• EXERCISE BRIEF
Could you set down exactly the lines of the data below, starting at the one that holds "publish or subscribe." and ending at the one that holds "impl fmt::Debug for", both included, and only those?

• PROVIDED MATERIAL

//! Secured pub/sub session.
//!
//! A [`Session`] owns at most one live transport link and routes inbound
//! messages to one global hook plus at most one callback per topic. The
//! transport itself sits behind the [`Connector`] / [`Link`] seam so the
//! routing rules can be exercised without a broker.
//!
//! Reconfiguring the session detaches the previous link before anything new
//! is built: the routing generation is bumped, the per-topic table is
//! cleared, and the old dispatcher task is stopped. A message that the old
//! link delivers afterwards is never handed to a callback.

use crate::identity::Identity;
use crate::tls::{RootCertificates, TlsError};
use parking_lot::Mutex;
use serde::Serialize;
use std::collections::HashMap;
use std::fmt;
use std::future::Future;
use std::sync::Arc;
use std::time::Duration;
use thiserror::Error;
use tokio::sync::mpsc;
use tokio::task::JoinHandle;
use tracing::{debug, trace, warn};

/// Port used for MQTT over mutual TLS.
pub const MQTT_TLS_PORT: u16 = 8883;

const DEFAULT_CONNECT_TIMEOUT: Duration = Duration::from_secs(10);

/// Capacity of the link -> dispatcher queue.
pub const INBOUND_CAPACITY: usize = 64;

#[derive(Debug, Error)]
pub enum SessionError {
    #[error("connection failed: {0}")]
    Connection(String),
    #[error("connection not established within {0:?}")]
    ConnectTimeout(Duration),
    #[error("not connected")]
    NotConnected,
    #[error("session not configured")]
    NotConfigured,
    #[error("transport request failed: {0}")]
    Transport(String),
    #[error("serialize payload: {0}")]
    Serialize(#[from] serde_json::Error),
    #[error(transparent)]
    Tls(#[from] TlsError),
}

impl SessionError {
    /// Handshake and network failures, as opposed to requests on a dead link.
    pub fn is_connection_failure(&self) -> bool {
        matches!(
            self,
            Self::Connection(_) | Self::ConnectTimeout(_) | Self::Tls(_)
        )
    }
}

/// Delivery guarantee for a publish or subscribe.
#[derive(Debug, Clone, Copy, PartialEq, Eq)]
pub enum Qos {
    AtMostOnce,
    AtLeastOnce,
}

impl Qos {
    pub fn level(self) -> u8 {
        match self {
            Self::AtMostOnce => 0,
            Self::AtLeastOnce => 1,
        }
    }
}

/// An inbound publish.
#[derive(Debug, Clone, PartialEq, Eq)]
pub struct Message {
    pub topic: String,
    pub payload: Vec<u8>,
}

impl Message {
    pub fn new(topic: impl Into<String>, payload: impl Into<Vec<u8>>) -> Self {
        Self {
            topic: topic.into(),
            payload: payload.into(),
        }
    }

    pub fn payload_str(&self) -> std::borrow::Cow<'_, str> {
        String::from_utf8_lossy(&self.payload)
    }
}

/// Everything needed to open one authenticated connection. Rebuilt, never
/// mutated, when the identity changes.
#[derive(Clone)]
pub struct SessionConfig {
    endpoint: String,
    port: u16,
    roots: RootCertificates,
    identity: Identity,
    connect_timeout: Duration,
}

impl SessionConfig {
    pub fn new(endpoint: impl Into<String>, roots: RootCertificates, identity: Identity) -> Self {
        Self {
            endpoint: endpoint.into(),
            port: MQTT_TLS_PORT,
            roots,
            identity,
            connect_timeout: DEFAULT_CONNECT_TIMEOUT,
        }
    }

    pub fn with_connect_timeout(mut self, timeout: Duration) -> Self {
        self.connect_timeout = timeout;
        self
    }

    /// Override the broker port. Production endpoints always use [`MQTT_TLS_PORT`].
    pub fn with_port(mut self, port: u16) -> Self {
        self.port = port;
        self
    }

    pub fn endpoint(&self) -> &str {
        &self.endpoint
    }

    pub fn port(&self) -> u16 {
        self.port
    }

    pub fn roots(&self) -> &RootCertificates {
        &self.roots
    }

    pub fn identity(&self) -> &Identity {
        &self.identity
    }

    pub fn connect_timeout(&self) -> Duration {
        self.connect_timeout
    }
}

impl fmt::Debug for SessionConfig {
    fn fmt(&self, f: &mut fmt::Formatter<'_>) -> fmt::Result {
        f.debug_struct("SessionConfig")
            .field("endpoint", &self.endpoint)
            .field("port", &self.port)
            .field("identity", &self.identity)
            .field("connect_timeout", &self.connect_timeout)
            .finish_non_exhaustive()
    }
}

/// Opens transport links. Inbound publishes must be forwarded to `inbound`;
/// dropping that sender signals that the link is gone.
pub trait Connector: Send + Sync {
    type Link: Link;

    fn connect(
        &self,
        config: &SessionConfig,
        client_id: &str,
        inbound: mpsc::Sender<Message>,
    ) -> impl Future<Output = Result<Self::Link, SessionError>> + Send;
}

/// One established transport connection.
pub trait Link: Send + Sync {
    fn subscribe(
        &self,
        topic: &str,
        qos: Qos,
    ) -> impl Future<Output = Result<(), SessionError>> + Send;

    fn publish(
        &self,
        topic: &str,
        payload: Vec<u8>,
        qos: Qos,
    ) -> impl Future<Output = Result<(), SessionError>> + Send;

    fn is_connected(&self) -> bool;

    fn disconnect(self) -> impl Future<Output = ()> + Send;
}

pub type MessageHandler = Arc<dyn Fn(&Message) + Send + Sync>;
pub type LifecycleHandler = Arc<dyn Fn() + Send + Sync>;

#[derive(Default)]
struct Routes {
    generation: u64,
    global: Option<MessageHandler>,
    topics: HashMap<String, MessageHandler>,
    on_disconnect: Option<LifecycleHandler>,
}

pub struct Session<C: Connector> {
    connector: C,
    config: Option<SessionConfig>,
    link: Option<C::Link>,
    dispatcher: Option<JoinHandle<()>>,
    routes: Arc<Mutex<Routes>>,
}

impl<C: Connector> Session<C> {
    pub fn new(connector: C) -> Self {
        Self {
            connector,
            config: None,
            link: None,
            dispatcher: None,
            routes: Arc::new(Mutex::new(Routes::default())),
        }
    }

    pub fn connector(&self) -> &C {
        &self.connector
    }

    /// Install the hook invoked for every inbound message, before any topic
    /// callback. Replaces a previous hook and survives reconfiguration.
    pub fn on_message(&self, hook: impl Fn(&Message) + Send + Sync + 'static) {
        self.routes.lock().global = Some(Arc::new(hook));
    }

    /// Install the hook invoked when the live link goes away on its own.
    /// Not invoked for links torn down by [`Session::configure`] or [`Session::close`].
    pub fn on_disconnect(&self, hook: impl Fn() + Send + Sync + 'static) {
        self.routes.lock().on_disconnect = Some(Arc::new(hook));
    }

    /// Replace the connection settings. Any existing link is detached and
    /// closed first; topic callbacks registered against it are dropped.
    pub async fn configure(&mut self, config: SessionConfig) {
        debug!(?config, "configuring session");
        self.detach().await;
        self.config = Some(config);
    }

    /// Open the link using the current configuration.
    pub async fn connect(&mut self, client_id: &str) -> Result<(), SessionError> {
        let config = self.config.clone().ok_or(SessionError::NotConfigured)?;
        if client_id.is_empty() || client_id.starts_with(char::is_whitespace) {
            return Err(SessionError::Connection(format!(
                "invalid client id {client_id:?}"
            )));
        }
        self.detach().await;

        debug!(client_id, endpoint = config.endpoint(), port = config.port(), "connecting");
        let (tx, rx) = mpsc::channel(INBOUND_CAPACITY);
        let link = tokio::time::timeout(
            config.connect_timeout(),
            self.connector.connect(&config, client_id, tx),
        )
        .await
        .map_err(|_| SessionError::ConnectTimeout(config.connect_timeout()))??;

        let generation = self.routes.lock().generation;
        self.dispatcher = Some(tokio::spawn(dispatch(rx, self.routes.clone(), generation)));
        self.link = Some(link);
        debug!(client_id, generation, "connected");
        Ok(())
    }

    pub fn is_connected(&self) -> bool {
        self.link.as_ref().is_some_and(Link::is_connected)
    }

    /// Register `callback` for `topic` (last registration wins) and send the
    /// subscribe request.
    pub async fn subscribe(
        &self,
        topic: &str,
        qos: Qos,
        callback: impl Fn(&Message) + Send + Sync + 'static,
    ) -> Result<(), SessionError> {
        let link = self.live_link()?;
        trace!(topic, qos = qos.level(), "subscribe");
        let previous = self
            .routes
            .lock()
            .topics
            .insert(topic.to_string(), Arc::new(callback));
        if let Err(err) = link.subscribe(topic, qos).await {
            let mut routes = self.routes.lock();
            match previous {
                Some(handler) => routes.topics.insert(topic.to_string(), handler),
                None => routes.topics.remove(topic),
            };
            return Err(err);
        }
        Ok(())
    }

    /// Serialize `payload` as compact JSON and publish it.
    pub async fn publish<T: Serialize + ?Sized>(
        &self,
        topic: &str,
        payload: &T,
        qos: Qos,
    ) -> Result<(), SessionError> {
        let link = self.live_link()?;
        let body = serde_json::to_vec(payload)?;
        trace!(topic, qos = qos.level(), bytes = body.len(), "publish");
        link.publish(topic, body, qos).await
    }

    /// Detach hooks from and close the current link, if any.
    pub async fn close(&mut self) {
        self.detach().await;
    }

    fn live_link(&self) -> Result<&C::Link, SessionError> {
        match &self.link {
            Some(link) if link.is_connected() => Ok(link),
            _ => Err(SessionError::NotConnected),
        }
    }

    async fn detach(&mut self) {
        {
            let mut routes = self.routes.lock();
            routes.generation += 1;
            routes.topics.clear();
        }
        if let Some(handle) = self.dispatcher.take() {
            handle.abort();
            let _ = handle.await;
        }
        if let Some(link) = self.link.take() {
            link.disconnect().await;
        }
    }
}

impl<C: Connector> Drop for Session<C> {
    fn drop(&mut self) {
        if let Some(handle) = self.dispatcher.take() {
            handle.abort();
        }
    }
}

/// Deliver each inbound message to the global hook, then to the topic's
/// callback. Stops delivering as soon as the routing generation moves on.
async fn dispatch(
    mut inbound: mpsc::Receiver<Message>,
    routes: Arc<Mutex<Routes>>,
    generation: u64,
) {
    while let Some(message) = inbound.recv().await {
        let (global, topic) = {
            let routes = routes.lock();
            if routes.generation != generation {
                debug!(topic = %message.topic, "dropping message from detached link");
                return;
            }
            (
                routes.global.clone(),
                routes.topics.get(&message.topic).cloned(),
            )
        };
        trace!(topic = %message.topic, bytes = message.payload.len(), "inbound message");
        if let Some(hook) = global {
            hook(&message);
        }
        if let Some(callback) = topic {
            callback(&message);
        }
    }

    let hook = {
        let routes = routes.lock();
        if routes.generation != generation {
            return;
        }
        routes.on_disconnect.clone()
    };
    warn!("transport link closed");
    if let Some(hook) = hook {
        hook();
    }
}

• TASK OUTPUT
/// Delivery guarantee for a publish or subscribe.
#[derive(Debug, Clone, Copy, PartialEq, Eq)]
pub enum Qos {
    AtMostOnce,
    AtLeastOnce,
}

impl Qos {
    pub fn level(self) -> u8 {
        match self {
            Self::AtMostOnce => 0,
            Self::AtLeastOnce => 1,
        }
    }
}

/// An inbound publish.
#[derive(Debug, Clone, PartialEq, Eq)]
pub struct Message {
    pub topic: String,
    pub payload: Vec<u8>,
}

impl Message {
    pub fn new(topic: impl Into<String>, payload: impl Into<Vec<u8>>) -> Self {
        Self {
            topic: topic.into(),
            payload: payload.into(),
        }
    }

    pub fn payload_str(&self) -> std::borrow::Cow<'_, str> {
        String::from_utf8_lossy(&self.payload)
    }
}

/// Everything needed to open one authenticated connection. Rebuilt, never
/// mutated, when the identity changes.
#[derive(Clone)]
pub struct SessionConfig {
    endpoint: String,
    port: u16,
    roots: RootCertificates,
    identity: Identity,
    connect_timeout: Duration,
}

impl SessionConfig {
    pub fn new(endpoint: impl Into<String>, roots: RootCertificates, identity: Identity) -> Self {
        Self {
            endpoint: endpoint.into(),
            port: MQTT_TLS_PORT,
            roots,
            identity,
            connect_timeout: DEFAULT_CONNECT_TIMEOUT,
        }
    }

    pub fn with_connect_timeout(mut self, timeout: Duration) -> Self {
        self.connect_timeout = timeout;
        self
    }

    /// Override the broker port. Production endpoints always use [`MQTT_TLS_PORT`].
    pub fn with_port(mut self, port: u16) -> Self {
        self.port = port;
        self
    }

    pub fn endpoint(&self) -> &str {
        &self.endpoint
    }

    pub fn port(&self) -> u16 {
        self.port
    }

    pub fn roots(&self) -> &RootCertificates {
        &self.roots
    }

    pub fn identity(&self) -> &Identity {
        &self.identity
    }

    pub fn connect_timeout(&self) -> Duration {
        self.connect_timeout
    }
}

impl fmt::Debug for SessionConfig {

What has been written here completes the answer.